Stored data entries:
▬▬▬▬▬▬
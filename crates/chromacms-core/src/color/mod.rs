//! Device-independent color types used by the connection space

mod lab;
pub mod white_point;
mod xyz;

pub use lab::{lab_to_xyz, xyz_to_lab};
pub use white_point::WhitePoint;
pub use xyz::Xyz;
▬▬▬▬▬▬
- _EXERCISE DETAILS_
The response has to match the data exactly, line for line.

- _RESULT FOR THIS TASK_
filename crates/chromacms-core/src/color/mod.rs
//! Device-independent color types used by the connection space

mod lab;
pub mod white_point;
mod xyz;

pub use lab::{lab_to_xyz, xyz_to_lab};
pub use white_point::WhitePoint;
pub use xyz::Xyz;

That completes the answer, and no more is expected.